Mar 18, 2024 09:44 PM IST

While logical, the amendment still does not go far enough because even now at least one donor gamete has to be from the commissioning parents

The amendment to the Surrogacy (Regulation) Rules, 2022, now allows donor gametes to be used by couples facing medical issues. A 2023 amendment had disallowed this. So, the latest amendment corrected what the courts too noted was an excessively strict criteria for surrogacy. While logical, the amendment still does not go far enough because even now at least one donor gamete has to be from the commissioning parents and a single woman still needs her own gametes. So couples or women with medical conditions cannot undertake surrogacy.

The regulation of surrogacy and surrogacy clinics and also providing a legally sound set of safeguards for all parties, i.e. the commissioning parent/s, the surrogates and the children born of such arrangements was urgent(Getty Images/File Photo) PREMIUM
The regulation of surrogacy and surrogacy clinics and also providing a legally sound set of safeguards for all parties, i.e. the commissioning parent/s, the surrogates and the children born of such arrangements was urgent(Getty Images/File Photo)

The amendment is the result of multiple petitions across the country. Courts have passed interim orders in multiple cases allowing women with Mayer-Rokitansky-Küster-Hauser (MRKH) syndrome to use a surrogate, allowing import of the embryo of commissioning parents and gametes of an intending father into India as well as allowing parents who had lost a child to use surrogacy.
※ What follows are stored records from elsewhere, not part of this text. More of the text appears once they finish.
use actix_web::{post, web, HttpResponse};

use crate::models::inquiry::NewInquiry;
use crate::models::ApiResponse;
use crate::services::{InquiryService, InventoryService};
use crate::utils::error::{AppError, AppResult};

/// Public contact form on a listing's detail page.
#[post("/car/{id}/contact")]
pub async fn submit_inquiry(
    path: web::Path<i64>,
    form: web::Form<NewInquiry>,
    inventory: web::Data<InventoryService>,
    inquiries: web::Data<InquiryService>,
) -> AppResult<HttpResponse> {
    let listing_id = path.into_inner();

    if !inventory.exists(listing_id).await? {
        return Err(AppError::ListingNotFound(listing_id));
    }

    let inquiry = inquiries.create(listing_id, form.into_inner()).await?;
    Ok(HttpResponse::Ok().json(ApiResponse::ok(inquiry)))
}
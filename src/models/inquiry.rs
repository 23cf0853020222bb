use serde::{Deserialize, Serialize};
use sqlx::FromRow;

#[derive(Debug, Clone, Serialize, Deserialize, FromRow)]
pub struct Inquiry {
    pub id: i64,
    pub listing_id: i64,
    pub name: String,
    pub email: String,
    pub message: String,
    pub created_at: String,
}

/// Public contact form body.
#[derive(Debug, Clone, Deserialize)]
pub struct NewInquiry {
    pub name: String,
    pub email: String,
    pub message: String,
}
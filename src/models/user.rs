use serde::{Deserialize, Serialize};
use sqlx::FromRow;

#[derive(Debug, Clone, Serialize, Deserialize, FromRow)]
pub struct AdminUser {
    pub id: i64,
    pub username: String,
    #[serde(skip_serializing)]
    pub password_hash: String,
    pub role: String,
}

#[derive(Debug, Clone, Deserialize)]
pub struct LoginForm {
    pub username: String,
    pub password: String,
}
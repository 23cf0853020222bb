use sqlx::SqlitePool;

use crate::models::listing::{Listing, ListingFilters, ListingSummary, NewListing, Page};
use crate::utils::error::{AppError, AppResult};

pub const PER_PAGE: u32 = 12;

/// Inventory store: the listings table and the image rows each listing owns.
#[derive(Clone)]
pub struct InventoryService {
    pool: SqlitePool,
}

impl InventoryService {
    pub fn new(pool: SqlitePool) -> Self {
        Self { pool }
    }

    pub async fn init_tables(&self) -> AppResult<()> {
        sqlx::query(
            r#"
            CREATE TABLE IF NOT EXISTS listings (
                id INTEGER PRIMARY KEY AUTOINCREMENT,
                name TEXT NOT NULL,
                brand TEXT NOT NULL,
                body_type TEXT,
                year INTEGER,
                mileage INTEGER,
                engine TEXT,
                transmission TEXT,
                drivetrain TEXT,
                price_usd INTEGER NOT NULL,
                description TEXT NOT NULL,
                created_at TEXT NOT NULL
            )
            "#,
        )
        .execute(&self.pool)
        .await
        .map_err(|e| AppError::DatabaseError(format!("failed to create listings table: {e}")))?;

        sqlx::query(
            r#"
            CREATE TABLE IF NOT EXISTS listing_images (
                id INTEGER PRIMARY KEY AUTOINCREMENT,
                listing_id INTEGER NOT NULL REFERENCES listings(id),
                filename TEXT NOT NULL,
                position INTEGER NOT NULL DEFAULT 0
            )
            "#,
        )
        .execute(&self.pool)
        .await
        .map_err(|e| {
            AppError::DatabaseError(format!("failed to create listing_images table: {e}"))
        })?;

        Ok(())
    }

    /// Inserts the listing row and all of its image rows in one transaction,
    /// so a crash can never leave a listing without its gallery.
    pub async fn create(&self, new: NewListing, image_filenames: &[String]) -> AppResult<Listing> {
        let template = new.into_listing(0);

        let mut tx = self
            .pool
            .begin()
            .await
            .map_err(|e| AppError::DatabaseError(format!("failed to open transaction: {e}")))?;

        let result = sqlx::query(
            r#"
            INSERT INTO listings
                (name, brand, body_type, year, mileage, engine, transmission,
                 drivetrain, price_usd, description, created_at)
            VALUES (?, ?, ?, ?, ?, ?, ?, ?, ?, ?, ?)
            "#,
        )
        .bind(&template.name)
        .bind(&template.brand)
        .bind(&template.body_type)
        .bind(template.year)
        .bind(template.mileage)
        .bind(&template.engine)
        .bind(&template.transmission)
        .bind(&template.drivetrain)
        .bind(template.price_usd)
        .bind(&template.description)
        .bind(&template.created_at)
        .execute(&mut *tx)
        .await
        .map_err(|e| AppError::DatabaseError(format!("failed to insert listing: {e}")))?;

        let id = result.last_insert_rowid();

        for (position, filename) in image_filenames.iter().enumerate() {
            sqlx::query(
                "INSERT INTO listing_images (listing_id, filename, position) VALUES (?, ?, ?)",
            )
            .bind(id)
            .bind(filename)
            .bind(position as i64)
            .execute(&mut *tx)
            .await
            .map_err(|e| AppError::DatabaseError(format!("failed to insert image row: {e}")))?;
        }

        tx.commit()
            .await
            .map_err(|e| AppError::DatabaseError(format!("failed to commit listing: {e}")))?;

        log::info!(
            "created listing {id} ({}) with {} image(s)",
            template.name,
            image_filenames.len()
        );

        Ok(Listing { id, ..template })
    }

    /// One page of the catalog under conjunctive filters.
    pub async fn list(&self, filters: &ListingFilters) -> AppResult<Page<ListingSummary>> {
        let where_sql = filter_sql(filters);
        let brand = filters.brand.as_ref().map(|b| b.to_lowercase());
        let body_type = filters.body_type.as_ref().map(|b| b.to_lowercase());
        let search = filters
            .search
            .as_ref()
            .map(|s| format!("%{}%", s.to_lowercase()));

        let count_sql = format!("SELECT COUNT(*) FROM listings{where_sql}");
        let mut count_query = sqlx::query_scalar::<_, i64>(&count_sql);
        if let Some(v) = filters.min_price {
            count_query = count_query.bind(v);
        }
        if let Some(v) = filters.max_price {
            count_query = count_query.bind(v);
        }
        if let Some(v) = &brand {
            count_query = count_query.bind(v.as_str());
        }
        if let Some(v) = &body_type {
            count_query = count_query.bind(v.as_str());
        }
        if let Some(v) = &search {
            count_query = count_query
                .bind(v.as_str())
                .bind(v.as_str())
                .bind(v.as_str());
        }

        let total = count_query
            .fetch_one(&self.pool)
            .await
            .map_err(|e| AppError::DatabaseError(format!("failed to count listings: {e}")))?;

        let page = filters.page.max(1);
        let offset = (page - 1) as i64 * PER_PAGE as i64;

        let select_sql = format!(
            r#"
            SELECT l.*,
                   (SELECT filename FROM listing_images li
                     WHERE li.listing_id = l.id
                     ORDER BY li.position, li.id LIMIT 1) AS cover_image
            FROM listings l{where_sql}
            ORDER BY {order}
            LIMIT ? OFFSET ?
            "#,
            order = filters.sort.sql()
        );

        let mut select_query = sqlx::query_as::<_, ListingSummary>(&select_sql);
        if let Some(v) = filters.min_price {
            select_query = select_query.bind(v);
        }
        if let Some(v) = filters.max_price {
            select_query = select_query.bind(v);
        }
        if let Some(v) = &brand {
            select_query = select_query.bind(v.as_str());
        }
        if let Some(v) = &body_type {
            select_query = select_query.bind(v.as_str());
        }
        if let Some(v) = &search {
            select_query = select_query
                .bind(v.as_str())
                .bind(v.as_str())
                .bind(v.as_str());
        }

        let items = select_query
            .bind(PER_PAGE as i64)
            .bind(offset)
            .fetch_all(&self.pool)
            .await
            .map_err(|e| AppError::DatabaseError(format!("failed to query listings: {e}")))?;

        Ok(Page {
            items,
            page,
            per_page: PER_PAGE,
            total,
            total_pages: (total + PER_PAGE as i64 - 1) / PER_PAGE as i64,
        })
    }

    /// Unpaginated newest-first view for the admin table.
    pub async fn list_all(&self) -> AppResult<Vec<ListingSummary>> {
        sqlx::query_as::<_, ListingSummary>(
            r#"
            SELECT l.*,
                   (SELECT filename FROM listing_images li
                     WHERE li.listing_id = l.id
                     ORDER BY li.position, li.id LIMIT 1) AS cover_image
            FROM listings l
            ORDER BY l.id DESC
            "#,
        )
        .fetch_all(&self.pool)
        .await
        .map_err(|e| AppError::DatabaseError(format!("failed to query listings: {e}")))
    }

    pub async fn get(&self, id: i64) -> AppResult<(Listing, Vec<String>)> {
        let listing = sqlx::query_as::<_, Listing>("SELECT * FROM listings WHERE id = ?")
            .bind(id)
            .fetch_optional(&self.pool)
            .await
            .map_err(|e| AppError::DatabaseError(format!("failed to fetch listing: {e}")))?
            .ok_or(AppError::ListingNotFound(id))?;

        let images = self.image_filenames(id).await?;

        Ok((listing, images))
    }

    pub async fn exists(&self, id: i64) -> AppResult<bool> {
        let count: i64 = sqlx::query_scalar("SELECT COUNT(*) FROM listings WHERE id = ?")
            .bind(id)
            .fetch_one(&self.pool)
            .await
            .map_err(|e| AppError::DatabaseError(format!("failed to check listing: {e}")))?;
        Ok(count > 0)
    }

    /// Removes the listing and its image rows, returning the owned filenames
    /// so the caller can clean up the files on disk.
    pub async fn delete(&self, id: i64) -> AppResult<Vec<String>> {
        let filenames = self.image_filenames(id).await?;

        let mut tx = self
            .pool
            .begin()
            .await
            .map_err(|e| AppError::DatabaseError(format!("failed to open transaction: {e}")))?;

        sqlx::query("DELETE FROM listing_images WHERE listing_id = ?")
            .bind(id)
            .execute(&mut *tx)
            .await
            .map_err(|e| AppError::DatabaseError(format!("failed to delete image rows: {e}")))?;

        let result = sqlx::query("DELETE FROM listings WHERE id = ?")
            .bind(id)
            .execute(&mut *tx)
            .await
            .map_err(|e| AppError::DatabaseError(format!("failed to delete listing: {e}")))?;

        if result.rows_affected() == 0 {
            return Err(AppError::ListingNotFound(id));
        }

        tx.commit()
            .await
            .map_err(|e| AppError::DatabaseError(format!("failed to commit delete: {e}")))?;

        log::info!("deleted listing {id} and {} image row(s)", filenames.len());

        Ok(filenames)
    }

    async fn image_filenames(&self, listing_id: i64) -> AppResult<Vec<String>> {
        sqlx::query_scalar::<_, String>(
            "SELECT filename FROM listing_images WHERE listing_id = ? ORDER BY position, id",
        )
        .bind(listing_id)
        .fetch_all(&self.pool)
        .await
        .map_err(|e| AppError::DatabaseError(format!("failed to fetch image rows: {e}")))
    }
}

fn filter_sql(filters: &ListingFilters) -> String {
    let mut sql = String::from(" WHERE 1=1");
    if filters.min_price.is_some() {
        sql.push_str(" AND price_usd >= ?");
    }
    if filters.max_price.is_some() {
        sql.push_str(" AND price_usd <= ?");
    }
    if filters.brand.is_some() {
        sql.push_str(" AND LOWER(brand) = ?");
    }
    if filters.body_type.is_some() {
        sql.push_str(" AND LOWER(body_type) = ?");
    }
    if filters.search.is_some() {
        sql.push_str(
            " AND (LOWER(name) LIKE ? OR LOWER(brand) LIKE ? OR LOWER(description) LIKE ?)",
        );
    }
    sql
}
Even allowing maternity leave to the commissioning mother was an issue decided by litigation. Similar orders have also been passed in the Arun Muthuvel Vs Union of India and related cases pending in the Supreme Court.

These cases question various aspects of the Surrogacy (Regulation) Act, 2021 (SRA) and its related Rules as well as the apparent contradictions between the SRA and the Assisted Reproductive Technology Act, 2021 (ART Act) and its related rules. According to the SRA, only a heterosexual married couple with no surviving children and widowed or divorced single women are currently eligible to commission surrogacy arrangements. Single men and women who are not widowed or divorced cannot enter into surrogate arrangements.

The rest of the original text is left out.